# A Puzzle based on probability

(Based on true story) A friend of mine and myself were drinking and we wanted to decide who will pay for the next round of drink. We decided to toss a coin so as to ensure a fair chance (1/2 prob.) for each of us. However since none of us had a coin with us, we decided on the following game that seemed to imitate the same probability numbers.

"We have a box containing a number of matchsticks (n) (not know to either of us beforehand). I ask a third friend to grab a bunch of matchsticks(k) and throw away. So now we are left with some matchsticks in the box (n-k).Now one of us calls whether the number left is even or odd.If I call even and the number is even, I win or else I lose."

My questions

1. Is my probability of winning 50% ?
2. If my opponent knows beforehand whether the number n is even or odd, does it impact my chances in the game?
3. If my opponent knows beforehand whether the number k is even or odd, does it impact my chances in the game?
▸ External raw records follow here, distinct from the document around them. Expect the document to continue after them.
//! # overlay 命令实现
//!
//! 从 EDAX 谱图像中提取元素分布图，渲染为单图网格或彩色叠加图。
//!
//! ## 依赖关系
//! - 使用 `cli/overlay.rs` 定义的参数
//! - 使用 `loader/` 加载文件
//! - 使用 `eds/maps.rs` 提取分布图
//! - 使用 `overlay/` 合成与渲染

use crate::cli::overlay::{OverlayArgs, OverlayMode};
use crate::eds::maps_for_lines;
use crate::error::{Cv4emError, Result};
use crate::loader;
use crate::models::ElementMap;
use crate::overlay::plot::LegendEntry;
use crate::overlay::{
    compose_overlay, cycle_color, render_individual, render_overlay, render_panels, Colormap,
    ColormapKind, Panel,
};
use crate::utils::output;

/// 执行 overlay 命令
pub fn execute(args: OverlayArgs) -> Result<()> {
    output::print_header("EDS Elemental Maps");

    let report = loader::load_file(&args.input)?;
    for d in &report.diagnostics {
        output::print_skip(&d.entry, &d.message);
    }

    let count = report.signals.len();
    let signal = report.signals.get(args.index).ok_or_else(|| {
        Cv4emError::InvalidArgument(format!(
            "spectrum image index {} out of range ({} found)",
            args.index, count
        ))
    })?;
    output::print_info(&format!(
        "Using '{}' ({}×{} px, {} channels)",
        signal.metadata.title,
        signal.width(),
        signal.height(),
        signal.channels()
    ));

    let maps = maps_for_lines(signal, &args.lines, args.window)?;

    match args.mode {
        OverlayMode::Overlay => {
            let title = args
                .title
                .clone()
                .unwrap_or_else(|| "Overlay of EDS Maps".to_string());
            draw_overlay(&maps, &args, &title)?;
        }
        OverlayMode::Individual => draw_individual(&maps, &args)?,
    }

    output::print_success(&format!(
        "{} map(s) rendered ({}) to '{}'",
        maps.len(),
        args.mode,
        args.output.display()
    ));
    Ok(())
}

/// 第 i 张图的色图
fn colormaps(count: usize, kind: ColormapKind) -> Result<Vec<Colormap>> {
    (0..count)
        .map(|i| Colormap::new(cycle_color(i), kind))
        .collect()
}

fn draw_overlay(maps: &[ElementMap], args: &OverlayArgs, title: &str) -> Result<()> {
    let cmaps = colormaps(maps.len(), ColormapKind::Overlay)?;
    let image = compose_overlay(maps, &cmaps, args.alpha, args.vmax_scaler)?;

    let legend: Vec<LegendEntry> = maps
        .iter()
        .zip(&cmaps)
        .map(|(m, c)| (m.label.clone(), (c.color.0, c.color.1, c.color.2)))
        .collect();

    render_overlay(&image, &legend, &args.output, title, (args.size, args.size))
}

fn draw_individual(maps: &[ElementMap], args: &OverlayArgs) -> Result<()> {
    let cmaps = colormaps(maps.len(), ColormapKind::Individual)?;
    let images: Vec<_> = maps
        .iter()
        .zip(&cmaps)
        .map(|(m, c)| render_individual(m, c))
        .collect();

    let panels: Vec<Panel> = maps
        .iter()
        .zip(&cmaps)
        .zip(&images)
        .map(|((m, c), image)| Panel {
            title: format!("{} - {}", m.label, c),
            image,
        })
        .collect();

    render_panels(&panels, &args.output, args.size)
}

#[cfg(test)]
mod tests {
    use super::*;

    #[test]
    fn test_colormaps_cycle() {
        let cmaps = colormaps(16, ColormapKind::Overlay).unwrap();
        assert_eq!(cmaps[0].name, "blue");
        assert_eq!(cmaps[2].name, "red");
        assert_eq!(cmaps[15].name, "blue");
        assert!(cmaps.iter().all(|c| c.kind == ColormapKind::Overlay));
    }
}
I have a feeling 1 is true. However I think 2 and 3 may not always go in my favour. (In the real game, we borrowed the matchbox from an unknown patron and asked someone else to throw the matchsticks away)
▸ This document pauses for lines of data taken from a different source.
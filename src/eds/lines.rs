//! # 元素与谱线选择
//!
//! 周期表选择器的核心逻辑（不含界面）：维护已选元素和已选谱线列表，
//! 生成谱线编码（`Al_Ka`）和带能量的显示文本（`Al_Kα: 1.49 keV`）。
//!
//! ## 依赖关系
//! - 被 `commands/lines.rs`, `commands/kfactor.rs` 和 `eds/maps.rs` 使用
//! - 使用 `data/elements.rs`, `data/xray.rs`

use crate::data::{elements, xray};
use crate::error::{Cv4emError, Result};
use crate::models::LineFamily;

use regex::Regex;
use std::fmt;
use std::sync::LazyLock;

static LINE_CODE_RE: LazyLock<Regex> =
    LazyLock::new(|| Regex::new(r"^([A-Z][a-z]?)_([KLM])a$").unwrap());

/// 解析后的谱线编码
#[derive(Debug, Clone, PartialEq, Eq, Hash)]
pub struct LineCode {
    pub element: String,
    pub family: LineFamily,
}

impl LineCode {
    /// 该谱线的 α 线能量 (keV)
    pub fn energy_kev(&self) -> Result<f64> {
        xray::line_energy_kev(&self.element, self.family)
            .ok_or_else(|| Cv4emError::key_not_found("X-ray energy", self.to_string()))
    }
}

impl fmt::Display for LineCode {
    fn fmt(&self, f: &mut fmt::Formatter<'_>) -> fmt::Result {
        write!(f, "{}_{}", self.element, self.family.alpha_code())
    }
}

/// 严格解析谱线编码（仅接受 α 线，如 `Al_Ka`）
pub fn parse_line_code(code: &str) -> Result<LineCode> {
    let caps = LINE_CODE_RE
        .captures(code.trim())
        .ok_or_else(|| Cv4emError::InvalidLineCode(code.to_string()))?;

    let family = caps[2]
        .chars()
        .next()
        .and_then(LineFamily::from_letter)
        .ok_or_else(|| Cv4emError::InvalidLineCode(code.to_string()))?;

    Ok(LineCode {
        element: caps[1].to_string(),
        family,
    })
}

/// 元素具有能量数据的线系
pub fn available_families(symbol: &str) -> Vec<LineFamily> {
    match xray::get_xray_energies(symbol) {
        Some(energies) => LineFamily::ALL
            .into_iter()
            .filter(|f| energies.energy_ev(*f).is_some())
            .collect(),
        None => Vec::new(),
    }
}

/// 已选谱线
#[derive(Debug, Clone, PartialEq)]
pub struct SelectedLine {
    pub element: &'static str,
    pub family: LineFamily,
    pub energy_kev: f64,
}

impl SelectedLine {
    /// 谱线编码，如 `Al_Ka`
    pub fn code(&self) -> String {
        format!("{}_{}", self.element, self.family.alpha_code())
    }

    /// 显示文本，如 `Al_Kα: 1.49 keV`
    pub fn display(&self) -> String {
        format!(
            "{}_{}: {:.2} keV",
            self.element,
            self.family.alpha_label(),
            self.energy_kev
        )
    }
}

/// 元素与谱线的选择状态
#[derive(Debug, Clone, Default)]
pub struct LineSelection {
    elements: Vec<&'static str>,
    lines: Vec<SelectedLine>,
}

impl LineSelection {
    pub fn new() -> Self {
        Self::default()
    }

    /// 选择元素（重复选择无效果）
    pub fn select_element(&mut self, symbol: &str) -> Result<()> {
        let element = elements::get_element(symbol)
            .ok_or_else(|| Cv4emError::key_not_found("element", symbol))?;
        if !self.elements.contains(&element.symbol) {
            self.elements.push(element.symbol);
        }
        Ok(())
    }

    /// 取消选择元素，已添加的谱线保留
    pub fn remove_element(&mut self, symbol: &str) -> bool {
        let before = self.elements.len();
        self.elements.retain(|s| *s != symbol);
        self.elements.len() != before
    }

    /// 为元素添加指定线系的 α 线；没有能量数据的线系被跳过。
    /// 返回实际新增的谱线数。
    pub fn add_lines(&mut self, symbol: &str, families: &[LineFamily]) -> Result<usize> {
        self.select_element(symbol)?;
        let element = elements::get_element(symbol)
            .ok_or_else(|| Cv4emError::key_not_found("element", symbol))?;

        let mut added = 0;
        for &family in families {
            let Some(energy_kev) = xray::line_energy_kev(element.symbol, family) else {
                continue;
            };
            let exists = self
                .lines
                .iter()
                .any(|l| l.element == element.symbol && l.family == family);
            if exists {
                continue;
            }
            self.lines.push(SelectedLine {
                element: element.symbol,
                family,
                energy_kev,
            });
            added += 1;
        }
        Ok(added)
    }

    /// 按编码删除谱线
    pub fn remove_line(&mut self, code: &str) -> bool {
        let before = self.lines.len();
        self.lines.retain(|l| l.code() != code);
        self.lines.len() != before
    }

    pub fn elements(&self) -> &[&'static str] {
        &self.elements
    }

    pub fn lines(&self) -> &[SelectedLine] {
        &self.lines
    }

    /// 谱线编码列表，可直接传给 k 因子查询
    pub fn xray_lines(&self) -> Vec<String> {
        self.lines.iter().map(SelectedLine::code).collect()
    }

    /// 显示文本列表
    pub fn display_lines(&self) -> Vec<String> {
        self.lines.iter().map(SelectedLine::display).collect()
    }
}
• I believe if $n$ is even, then there's a slightly higher change that removing $k$ matchsticks will be even if you include the possibility that $k=n$ and $k=0$, where slightly higher should be $1/(n+1)$. – Ian Coley Jan 30 '14 at 21:53

Humans are bad random generators in general. The problem is that a human picking $k$ out of $n$ follows a biased distribution. Even if we asssume that the number $k$ is picked really randomly, it is a good guess that i twill not happen according to some uniform distribution but something like a binomial distribution. This introduces a bias - though a bias that is hardly predictable for a one-time experiment (note that due to individual preferences your $k$ may be distributed with a mean of $\frac n2$ and your opponent's $k$ may be distributed with a mean of $\frac n3$; likewise due to different exposure to alcoholic beverages the standard deviations may vary. Nevertheless, if we knew these two distributions, we'd quite surely obtain probabiliteis slightly off the intended $50:50$ chance.
If both $n$ and $k$ are at least moderately large, the chances will be very close to $50\%$ At the small end I would predict a bias for odd numbers, because if there is one match to start there will probably be none thrown away and if there are two there will probably be one thrown away. Once $n \gt 10$ I would expect the end effects to be negligible. For 2 and 3, I would say neither helps your opponent as long as $n$ is large enough. This is obviously a real life answer, not a mathematical one.